Conclusion : Le jour J

Lors du dernier repas précédent la compétition, nous sommes arrivés à la conclusion que ce repas n'était pas, contrairement à une idée reçue, le plus important des repas mais que si le repas venait à etre trop conséquent (notamment à l'apport de lipides en quantité), il engendrerait des risques de ballonnements voir de vomissements dus à l'anxiété qu'a le coureur à l'approche du départ. A l'inverse, si le repas venait à être trop faible en quantité et surtout en glucides, le coureur s'exposerait alors à des risques d'hypoglycémies (voir expérience sur l'évolution de la glycémie au cours de l'effort) qui augmenteraient avec la durée de l'effort.

- Manger 3 heures avant l'effort :

La règle des 3 heures avant l'effort doit être réspectée comme nous l'avons vu, si la digestion n'est pas terminée, les besoins sanguins musculaires entrent en avec les besoins liés à la digestion. De plus, le type de glucides a son importance et une règle a été édictée, basée sur le moment par rapport à l’épreuve. Plus l’ingestion est proche de l’épreuve, que ce soit avant, pendant ou après, plus la proportion de glucides simples, d’index glycémique élevé, doit être importante. Plus elle en est loin, plus la part revenant aux glucides complexes d’index glycémique de plus en plus bas est importante.

- En quantité :

Selon la durée de l'effort, la quantité va varier, et il nous est pratiquement impossible de définir une quantité universelle lors du repas précédant l'effort, tant elle peut varier en fonction du sexe du poids de la longueur de l'épreuve sur la dépense énergétique.

- Plus l'effort sera court, plus le coureur devra manger un repas léger (sans non plus ne pas assez manger), tout est relatif.

- Plus l'effort sera long, plus le sujet aura intêret à se constituer un bon stock de glycogène avec sucres simples et complexes, ainsi que d'aliments (ou par voie hydrique) comportant du sodium/potassium → par exemple pour les crampes qui sont dues à un manque de sodium donc à la déshydratation.

- En qualité :

Les graisses sont déjà à épargner au vu de leurs problèmes sur la vidange gastrique qui durent longtemps puisqu'elle règle en partie la chronologie de la digestion.

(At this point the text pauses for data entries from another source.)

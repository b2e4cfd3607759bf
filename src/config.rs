use serde::{Deserialize, Serialize};

use crate::engine::RiskLevel;

/// Top-level configuration: one analyzer profile per input kind.
#[derive(Debug, Clone, Serialize, Deserialize)]
pub struct EngineConfig {
    pub url: AnalyzerConfig,
    pub email: AnalyzerConfig,
}

/// Everything one analyzer needs: its rule corpus, its score thresholds, the
/// guidance text per risk level, and the notice emitted when nothing matched.
#[derive(Debug, Clone, Serialize, Deserialize)]
pub struct AnalyzerConfig {
    pub rules: Vec<Rule>,
    pub thresholds: Thresholds,
    pub recommendations: RecommendationSet,
    pub fallback: FallbackNotice,
}

#[derive(Debug, Clone, Serialize, Deserialize)]
pub struct Rule {
    pub category: String,
    pub weight: u32,
    pub aggregation: Aggregation,
    pub matcher: Matcher,
    /// Indicator text. Per-term rules may reference the matched term as
    /// `{term}`; per-category rules use the text verbatim.
    pub description: String,
}

/// How often a rule contributes its weight: once when anything in the
/// category matched, or once for every distinct matched term.
#[derive(Debug, Clone, Copy, PartialEq, Eq, Serialize, Deserialize)]
#[serde(rename_all = "kebab-case")]
pub enum Aggregation {
    OncePerCategory,
    OncePerMatchedTerm,
}

#[derive(Debug, Clone, Serialize, Deserialize)]
#[serde(tag = "type")]
pub enum Matcher {
    /// Hostname contains any of the listed substrings.
    HostContains { terms: Vec<String> },
    /// Full normalized text contains any of the listed substrings.
    TextContains { terms: Vec<String> },
    /// Hostname is a dotted-quad literal instead of a domain name.
    IpAddressHost,
    /// Hostname splits into more than `max_labels` dot-separated labels.
    ExcessiveSubdomains { max_labels: usize },
    /// URL scheme is something other than https.
    InsecureTransport,
}

/// Lower bounds of the medium and high tiers. Intervals are closed-open:
/// a score equal to a bound lands in the higher tier.
#[derive(Debug, Clone, Copy, Serialize, Deserialize)]
pub struct Thresholds {
    pub medium: u32,
    pub high: u32,
}

impl Thresholds {
    pub fn classify(&self, score: u32) -> RiskLevel {
        if score >= self.high {
            RiskLevel::High
        } else if score >= self.medium {
            RiskLevel::Medium
        } else {
            RiskLevel::Low
        }
    }
}

#[derive(Debug, Clone, Serialize, Deserialize)]
pub struct RecommendationSet {
    pub high: Vec<String>,
    pub medium: Vec<String>,
    pub low: Vec<String>,
}

impl RecommendationSet {
    pub fn for_level(&self, level: RiskLevel) -> &[String] {
        match level {
            RiskLevel::High => &self.high,
            RiskLevel::Medium => &self.medium,
            RiskLevel::Low => &self.low,
        }
    }
}

/// Synthetic indicator substituted when no rule matched, so results never
/// carry an empty indicator list.
#[derive(Debug, Clone, Serialize, Deserialize)]
pub struct FallbackNotice {
    pub category: String,
    pub message: String,
}

fn strings(list: &[&str]) -> Vec<String> {
    list.iter().map(|s| s.to_string()).collect()
}

impl Default for EngineConfig {
    fn default() -> Self {
        EngineConfig {
            url: AnalyzerConfig::url_defaults(),
            email: AnalyzerConfig::email_defaults(),
        }
    }
}

impl AnalyzerConfig {
    /// Built-in URL corpus. Every rule contributes its weight at most once
    /// per analysis.
    pub fn url_defaults() -> Self {
        AnalyzerConfig {
            rules: vec![
                Rule {
                    category: "URL Shortening".to_string(),
                    weight: 30,
                    aggregation: Aggregation::OncePerCategory,
                    matcher: Matcher::HostContains {
                        terms: strings(&["bit.ly", "tinyurl.com", "short.link", "click.me"]),
                    },
                    description: "Uses URL shortening service".to_string(),
                },
                Rule {
                    category: "Homograph Attack".to_string(),
                    weight: 40,
                    aggregation: Aggregation::OncePerCategory,
                    matcher: Matcher::HostContains {
                        terms: strings(&["paypai", "arnazon", "rnicrosoft", "goog1e"]),
                    },
                    description: "Contains character substitution (homograph attack)"
                        .to_string(),
                },
                Rule {
                    category: "Suspicious Keywords".to_string(),
                    weight: 20,
                    aggregation: Aggregation::OncePerCategory,
                    matcher: Matcher::TextContains {
                        terms: strings(&[
                            "urgent",
                            "verify",
                            "suspended",
                            "click",
                            "login",
                            "secure",
                        ]),
                    },
                    description: "Contains suspicious keywords".to_string(),
                },
                Rule {
                    category: "IP Address Host".to_string(),
                    weight: 35,
                    aggregation: Aggregation::OncePerCategory,
                    matcher: Matcher::IpAddressHost,
                    description: "Uses IP address instead of domain name".to_string(),
                },
                Rule {
                    category: "Excessive Subdomains".to_string(),
                    weight: 25,
                    aggregation: Aggregation::OncePerCategory,
                    matcher: Matcher::ExcessiveSubdomains { max_labels: 4 },
                    description: "Excessive number of subdomains".to_string(),
                },
                Rule {
                    category: "Insecure Transport".to_string(),
                    weight: 15,
                    aggregation: Aggregation::OncePerCategory,
                    matcher: Matcher::InsecureTransport,
                    description: "Not using secure HTTPS protocol".to_string(),
                },
            ],
            thresholds: Thresholds {
                medium: 25,
                high: 50,
            },
            recommendations: RecommendationSet {
                high: strings(&[
                    "Do not visit this URL",
                    "Report this URL if received via email or message",
                ]),
                medium: strings(&[
                    "Exercise caution when visiting this URL",
                    "Verify the sender if received via communication",
                ]),
                low: strings(&[
                    "URL appears safe based on basic analysis",
                    "Always verify legitimacy of sensitive requests",
                ]),
            },
            fallback: FallbackNotice {
                category: "Analysis Results".to_string(),
                message: "No obvious suspicious indicators found".to_string(),
            },
        }
    }

    /// Built-in email corpus. Every distinct matched term contributes its own
    /// weight instance.
    pub fn email_defaults() -> Self {
        AnalyzerConfig {
            rules: vec![
                Rule {
                    category: "Urgency Tactics".to_string(),
                    weight: 15,
                    aggregation: Aggregation::OncePerMatchedTerm,
                    matcher: Matcher::TextContains {
                        terms: strings(&[
                            "urgent",
                            "immediate",
                            "expires today",
                            "act now",
                            "limited time",
                            "hurry",
                        ]),
                    },
                    description: "Contains \"{term}\"".to_string(),
                },
                Rule {
                    category: "Sensitive Information Requests".to_string(),
                    weight: 25,
                    aggregation: Aggregation::OncePerMatchedTerm,
                    matcher: Matcher::TextContains {
                        terms: strings(&[
                            "password",
                            "credit card",
                            "ssn",
                            "social security",
                            "bank account",
                            "pin",
                            "verification",
                        ]),
                    },
                    description: "Requests {term}".to_string(),
                },
                Rule {
                    category: "Suspicious Phrases".to_string(),
                    weight: 20,
                    aggregation: Aggregation::OncePerMatchedTerm,
                    matcher: Matcher::TextContains {
                        terms: strings(&[
                            "verify your account",
                            "suspended account",
                            "click here",
                            "confirm identity",
                            "security alert",
                            "unauthorized access",
                        ]),
                    },
                    description: "Contains \"{term}\"".to_string(),
                },
                Rule {
                    category: "Grammar/Spelling Issues".to_string(),
                    weight: 10,
                    aggregation: Aggregation::OncePerMatchedTerm,
                    matcher: Matcher::TextContains {
                        terms: strings(&[
                            "recieve",
                            "occured",
                            "seperate",
                            "definately",
                            "youre account",
                        ]),
                    },
                    description: "Misspelling: \"{term}\"".to_string(),
                },
                Rule {
                    category: "Generic Communication".to_string(),
                    weight: 5,
                    aggregation: Aggregation::OncePerMatchedTerm,
                    matcher: Matcher::TextContains {
                        terms: strings(&[
                            "dear customer",
                            "dear user",
                            "dear client",
                            "valued customer",
                        ]),
                    },
                    description: "Uses generic greeting: \"{term}\"".to_string(),
                },
            ],
            thresholds: Thresholds {
                medium: 30,
                high: 60,
            },
            recommendations: RecommendationSet {
                high: strings(&[
                    "This email shows multiple phishing indicators - do not respond or click any links",
                    "Report this email to your IT department or email provider",
                    "Delete the email immediately",
                ]),
                medium: strings(&[
                    "Exercise caution - verify sender through independent means",
                    "Do not provide sensitive information via email",
                    "Contact the organization directly using official contact methods",
                ]),
                low: strings(&[
                    "Email appears relatively safe based on content analysis",
                    "Still verify sender if requesting sensitive actions",
                    "Be cautious of any unexpected requests",
                ]),
            },
            fallback: FallbackNotice {
                category: "Analysis Results".to_string(),
                message: "No obvious phishing indicators detected in content".to_string(),
            },
        }
    }
}

impl EngineConfig {
    pub fn from_file(path: &str) -> anyhow::Result<Self> {
        let content = std::fs::read_to_string(path)?;
        let config: EngineConfig = serde_yaml::from_str(&content)?;
        Ok(config)
    }

    pub fn to_file(&self, path: &str) -> anyhow::Result<()> {
        let content = serde_yaml::to_string(self)?;
        std::fs::write(path, content)?;
        Ok(())
    }
}

#[cfg(test)]
mod tests {
    use super::*;

    #[test]
    fn test_url_threshold_boundaries() {
        let thresholds = AnalyzerConfig::url_defaults().thresholds;

        assert_eq!(thresholds.classify(24), RiskLevel::Low);
        assert_eq!(thresholds.classify(25), RiskLevel::Medium);
        assert_eq!(thresholds.classify(49), RiskLevel::Medium);
        assert_eq!(thresholds.classify(50), RiskLevel::High);
    }

    #[test]
    fn test_email_threshold_boundaries() {
        let thresholds = AnalyzerConfig::email_defaults().thresholds;

        assert_eq!(thresholds.classify(29), RiskLevel::Low);
        assert_eq!(thresholds.classify(30), RiskLevel::Medium);
        assert_eq!(thresholds.classify(59), RiskLevel::Medium);
        assert_eq!(thresholds.classify(60), RiskLevel::High);
    }

    #[test]
    fn test_recommendations_per_level() {
        let config = AnalyzerConfig::url_defaults();

        assert_eq!(
            config.recommendations.for_level(RiskLevel::High)[0],
            "Do not visit this URL"
        );
        assert_eq!(config.recommendations.for_level(RiskLevel::Medium).len(), 2);
        assert_eq!(config.recommendations.for_level(RiskLevel::Low).len(), 2);
    }

    #[test]
    fn test_yaml_round_trip() {
        let config = EngineConfig::default();
        let yaml = serde_yaml::to_string(&config).unwrap();
        let reloaded: EngineConfig = serde_yaml::from_str(&yaml).unwrap();

        assert_eq!(reloaded.url.rules.len(), 6);
        assert_eq!(reloaded.email.rules.len(), 5);
        assert_eq!(reloaded.url.thresholds.high, 50);
        assert_eq!(reloaded.email.thresholds.medium, 30);
        assert_eq!(
            reloaded.email.rules[0].aggregation,
            Aggregation::OncePerMatchedTerm
        );
    }
}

Manger des sucres lents, et plus l'épreuve se rapproche, plus il faudra manger des sucres rapides.

Boire sans attendre d'avoir soif, et pour les efforts prolongés (au delà de 45’ à 1h), il est préférable de consommer des boissons enrichies en glucides simples de façon à diminuer la consommation du glycogène musculaire.

L'attention se porte donc, pour le dernier repas, au maintien d'une glycémie stable. Puisqu'au cours des trois jours précédents, si le coureur a suffisamment mangé d'aliments glucidiques à faible indice glycémique (pâtes, riz ou autres céréales), ses réserves de glycogène musculaire sont pleines et son objectif est simplement la reconstitution de celles du foie.